● **Task details**
Pull every line that holds the word "must" from the entries.

● **Supplied data**
--------------------

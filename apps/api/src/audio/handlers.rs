use axum::{
    extract::{Multipart, Path, State},
    http::{header, StatusCode},
    response::IntoResponse,
    Json,
};
use chrono::NaiveDate;
use serde::Serialize;
use tracing::{info, warn};

use crate::audio::StoredAudio;
use crate::errors::AppError;
use crate::journal::entry_key::EntryKey;
use crate::journal::handlers::parse_path_key;
use crate::journal::storage::record_entry;
use crate::state::AppState;

const DEFAULT_AUDIO_TYPE: &str = "audio/webm";

#[derive(Debug, Serialize)]
pub struct RecordingResponse {
    pub entry_key: EntryKey,
    pub content: String,
}

/// POST /api/v1/recordings
///
/// Multipart body: `audio` (the recording) and an optional `date`
/// (`YYYY-MM-DD`) to backfill a missed day. Transcribes, saves the entry and
/// keeps the audio under the same key.
pub async fn handle_create_recording(
    State(state): State<AppState>,
    mut multipart: Multipart,
) -> Result<(StatusCode, Json<RecordingResponse>), AppError> {
    let mut audio: Option<StoredAudio> = None;
    let mut date: Option<NaiveDate> = None;

    while let Some(field) = multipart
        .next_field()
        .await
        .map_err(|e| AppError::Validation(format!("invalid multipart body: {e}")))?
    {
        let name = field.name().map(str::to_string);
        match name.as_deref() {
            Some("audio") => {
                let content_type = field
                    .content_type()
                    .unwrap_or(DEFAULT_AUDIO_TYPE)
                    .to_string();
                let bytes = field
                    .bytes()
                    .await
                    .map_err(|e| AppError::Validation(format!("unreadable audio field: {e}")))?;
                audio = Some(StoredAudio {
                    bytes,
                    content_type,
                });
            }
            Some("date") => {
                let text = field
                    .text()
                    .await
                    .map_err(|e| AppError::Validation(format!("unreadable date field: {e}")))?;
                let parsed = NaiveDate::parse_from_str(text.trim(), "%Y-%m-%d").map_err(|_| {
                    AppError::Validation(format!("date must be YYYY-MM-DD, got '{text}'"))
                })?;
                date = Some(parsed);
            }
            _ => {}
        }
    }

    let audio = audio.ok_or_else(|| AppError::Validation("missing audio field".to_string()))?;

    let content = state
        .transcriber
        .transcribe(audio.bytes.clone(), &audio.content_type)
        .await?;
    if content.is_empty() {
        return Err(AppError::Validation(
            "No speech detected in recording".to_string(),
        ));
    }

    let entry_key = record_entry(state.entries.as_ref(), &content, date).await?;
    // An entry without its recording is rolled back so a retry starts clean.
    if let Err(e) = state.audio.persist(&entry_key, audio).await {
        if let Err(rollback) = state.entries.delete(&entry_key).await {
            warn!("Failed to roll back entry {entry_key}: {rollback}");
        }
        return Err(e);
    }
    info!(
        "Recorded entry {entry_key} via {} transcription",
        state.transcriber.engine_label()
    );

    Ok((
        StatusCode::CREATED,
        Json(RecordingResponse { entry_key, content }),
    ))
}

/// GET /api/v1/recordings/:key
pub async fn handle_get_recording(
    State(state): State<AppState>,
    Path(raw_key): Path<String>,
) -> Result<impl IntoResponse, AppError> {
    let entry_key = parse_path_key(&raw_key)?;
    let audio = state
        .audio
        .load(&entry_key)
        .await?
        .ok_or_else(|| AppError::NotFound(format!("No recording for entry {entry_key}")))?;

    Ok(([(header::CONTENT_TYPE, audio.content_type)], audio.bytes))
}
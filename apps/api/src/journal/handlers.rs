use axum::{
    extract::{Path, Query, State},
    http::StatusCode,
    Json,
};
use chrono::{Local, NaiveDate};
use serde::{Deserialize, Serialize};
use tracing::{info, warn};

use crate::errors::AppError;
use crate::journal::calendar::{
    find_most_recent_empty_date_from_now, format_date_for_display, CalendarView,
};
use crate::journal::entry_key::EntryKey;
use crate::journal::storage::{record_entry, EntryWithContent};
use crate::state::AppState;

#[derive(Debug, Serialize)]
pub struct EntryKeysResponse {
    pub entry_keys: Vec<EntryKey>,
}

#[derive(Debug, Deserialize)]
pub struct CreateEntryRequest {
    pub content: String,
    /// Backfill onto this day instead of today.
    pub date: Option<NaiveDate>,
}

#[derive(Debug, Serialize)]
pub struct CreateEntryResponse {
    pub entry_key: EntryKey,
    pub readable: String,
}

#[derive(Debug, Serialize)]
pub struct EntryResponse {
    pub entry_key: EntryKey,
    pub readable: String,
    pub content: String,
    pub has_recording: bool,
}

#[derive(Debug, Serialize)]
pub struct EmptyDateResponse {
    /// `None` when every one of the last 30 days has an entry.
    pub date: Option<NaiveDate>,
    pub display: Option<String>,
}

#[derive(Debug, Deserialize)]
pub struct RangeQuery {
    pub start: NaiveDate,
    pub end: NaiveDate,
}

#[derive(Debug, Deserialize)]
pub struct CalendarQuery {
    pub selected: Option<NaiveDate>,
}

/// Keys arriving in a URL are user input: a bad one is a 400, not corruption.
pub(crate) fn parse_path_key(raw: &str) -> Result<EntryKey, AppError> {
    EntryKey::parse(raw).map_err(|e| AppError::Validation(e.to_string()))
}

/// GET /api/v1/entries
pub async fn handle_list_entries(
    State(state): State<AppState>,
) -> Result<Json<EntryKeysResponse>, AppError> {
    let entry_keys = state.entries.all_keys().await?;
    Ok(Json(EntryKeysResponse { entry_keys }))
}

/// POST /api/v1/entries
pub async fn handle_create_entry(
    State(state): State<AppState>,
    Json(req): Json<CreateEntryRequest>,
) -> Result<(StatusCode, Json<CreateEntryResponse>), AppError> {
    if req.content.trim().is_empty() {
        return Err(AppError::Validation("content cannot be empty".to_string()));
    }

    let entry_key = record_entry(state.entries.as_ref(), &req.content, req.date).await?;
    Ok((
        StatusCode::CREATED,
        Json(CreateEntryResponse {
            readable: entry_key.readable(),
            entry_key,
        }),
    ))
}

/// GET /api/v1/entries/:key
pub async fn handle_get_entry(
    State(state): State<AppState>,
    Path(raw_key): Path<String>,
) -> Result<Json<EntryResponse>, AppError> {
    let entry_key = parse_path_key(&raw_key)?;
    let content = state
        .entries
        .load(&entry_key)
        .await?
        .ok_or_else(|| AppError::NotFound(format!("Entry {entry_key} not found")))?;
    let has_recording = state.audio.exists(&entry_key).await?;
    Ok(Json(EntryResponse {
        readable: entry_key.readable(),
        entry_key,
        content,
        has_recording,
    }))
}

/// DELETE /api/v1/entries/:key
///
/// Removes the entry and its recording, if any.
pub async fn handle_delete_entry(
    State(state): State<AppState>,
    Path(raw_key): Path<String>,
) -> Result<StatusCode, AppError> {
    let entry_key = parse_path_key(&raw_key)?;
    state.entries.delete(&entry_key).await?;
    state.audio.delete(&entry_key).await?;
    info!("Deleted entry {entry_key}");
    Ok(StatusCode::NO_CONTENT)
}

/// DELETE /api/v1/entries
pub async fn handle_delete_all_entries(
    State(state): State<AppState>,
) -> Result<StatusCode, AppError> {
    let keys = state.entries.all_keys().await?;
    // Recordings go first; one that fails to delete does not stop the rest.
    for key in &keys {
        if let Err(e) = state.audio.delete(key).await {
            warn!("Failed to delete recording for {key}: {e}");
        }
    }
    state.entries.delete_all().await?;
    info!("Deleted all {} entries", keys.len());
    Ok(StatusCode::NO_CONTENT)
}

/// GET /api/v1/entries/range?start=YYYY-MM-DD&end=YYYY-MM-DD
///
/// Both days are inclusive.
pub async fn handle_entries_in_range(
    State(state): State<AppState>,
    Query(range): Query<RangeQuery>,
) -> Result<Json<Vec<EntryWithContent>>, AppError> {
    if range.start > range.end {
        return Err(AppError::Validation(
            "start must not be after end".to_string(),
        ));
    }
    let start = range.start.and_hms_opt(0, 0, 0);
    let end = range.end.and_hms_opt(23, 59, 59);
    let (Some(start), Some(end)) = (start, end) else {
        return Err(AppError::Validation("invalid date range".to_string()));
    };

    Ok(Json(state.entries.in_range(start, end).await?))
}

/// GET /api/v1/calendar?selected=YYYY-MM-DD
pub async fn handle_calendar(
    State(state): State<AppState>,
    Query(query): Query<CalendarQuery>,
) -> Result<Json<CalendarView>, AppError> {
    let keys = state.entries.all_keys().await?;
    Ok(Json(CalendarView::build(
        &keys,
        query.selected,
        Local::now().date_naive(),
    )))
}

/// GET /api/v1/calendar/empty
///
/// The most recent missed day before today, for the backfill prompt.
pub async fn handle_most_recent_empty_date(
    State(state): State<AppState>,
) -> Result<Json<EmptyDateResponse>, AppError> {
    let keys = state.entries.all_keys().await?;
    let date = find_most_recent_empty_date_from_now(&keys);
    Ok(Json(EmptyDateResponse {
        date,
        display: date.map(format_date_for_display),
    }))
}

--------------------

● **Solved problem**
                    AppError::Validation(format!("date must be YYYY-MM-DD, got '{text}'"))
            "start must not be after end".to_string(),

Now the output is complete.